-- Source information follows --

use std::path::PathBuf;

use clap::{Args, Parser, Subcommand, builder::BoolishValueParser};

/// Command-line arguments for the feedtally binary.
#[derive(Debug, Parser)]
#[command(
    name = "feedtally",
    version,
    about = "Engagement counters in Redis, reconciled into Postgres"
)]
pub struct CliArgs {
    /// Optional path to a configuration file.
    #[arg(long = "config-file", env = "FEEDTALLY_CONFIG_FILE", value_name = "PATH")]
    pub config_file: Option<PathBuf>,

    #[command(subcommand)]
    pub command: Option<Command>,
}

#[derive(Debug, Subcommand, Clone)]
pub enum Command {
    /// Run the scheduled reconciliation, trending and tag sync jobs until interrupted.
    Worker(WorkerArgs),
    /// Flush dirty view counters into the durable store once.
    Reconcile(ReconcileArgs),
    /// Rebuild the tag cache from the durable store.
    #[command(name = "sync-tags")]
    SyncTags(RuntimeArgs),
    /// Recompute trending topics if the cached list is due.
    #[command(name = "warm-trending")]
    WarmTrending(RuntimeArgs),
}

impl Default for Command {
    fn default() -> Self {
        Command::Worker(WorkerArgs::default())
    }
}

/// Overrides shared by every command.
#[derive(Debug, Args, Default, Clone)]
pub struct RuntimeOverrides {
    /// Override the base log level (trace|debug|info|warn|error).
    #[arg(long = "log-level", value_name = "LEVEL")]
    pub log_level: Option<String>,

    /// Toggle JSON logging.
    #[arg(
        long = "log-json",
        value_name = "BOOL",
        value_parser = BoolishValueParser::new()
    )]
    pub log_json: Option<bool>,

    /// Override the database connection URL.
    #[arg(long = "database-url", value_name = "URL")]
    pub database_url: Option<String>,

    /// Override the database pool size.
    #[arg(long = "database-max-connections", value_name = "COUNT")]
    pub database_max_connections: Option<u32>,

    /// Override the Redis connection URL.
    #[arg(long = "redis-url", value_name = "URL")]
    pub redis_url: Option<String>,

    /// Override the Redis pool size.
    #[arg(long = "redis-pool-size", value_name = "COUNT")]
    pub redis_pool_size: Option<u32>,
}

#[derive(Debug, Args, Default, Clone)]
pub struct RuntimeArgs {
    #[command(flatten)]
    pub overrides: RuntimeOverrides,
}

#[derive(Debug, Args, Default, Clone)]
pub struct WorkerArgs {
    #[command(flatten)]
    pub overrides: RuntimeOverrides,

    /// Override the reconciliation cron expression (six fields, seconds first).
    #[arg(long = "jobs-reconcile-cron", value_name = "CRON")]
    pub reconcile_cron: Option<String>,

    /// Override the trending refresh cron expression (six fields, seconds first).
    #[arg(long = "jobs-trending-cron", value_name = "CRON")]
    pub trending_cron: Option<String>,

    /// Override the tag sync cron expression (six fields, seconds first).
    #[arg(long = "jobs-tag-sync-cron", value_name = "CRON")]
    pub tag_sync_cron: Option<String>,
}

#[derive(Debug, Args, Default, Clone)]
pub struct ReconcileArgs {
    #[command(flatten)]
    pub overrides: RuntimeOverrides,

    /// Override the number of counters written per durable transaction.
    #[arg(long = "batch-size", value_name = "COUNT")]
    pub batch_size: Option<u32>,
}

-- Source information concluded --

**Exercise objective:** Report every line in the listing that holds the word "expression".

**Your solution:**
    /// Override the reconciliation cron expression (six fields, seconds first).
    /// Override the trending refresh cron expression (six fields, seconds first).
    /// Override the tag sync cron expression (six fields, seconds first).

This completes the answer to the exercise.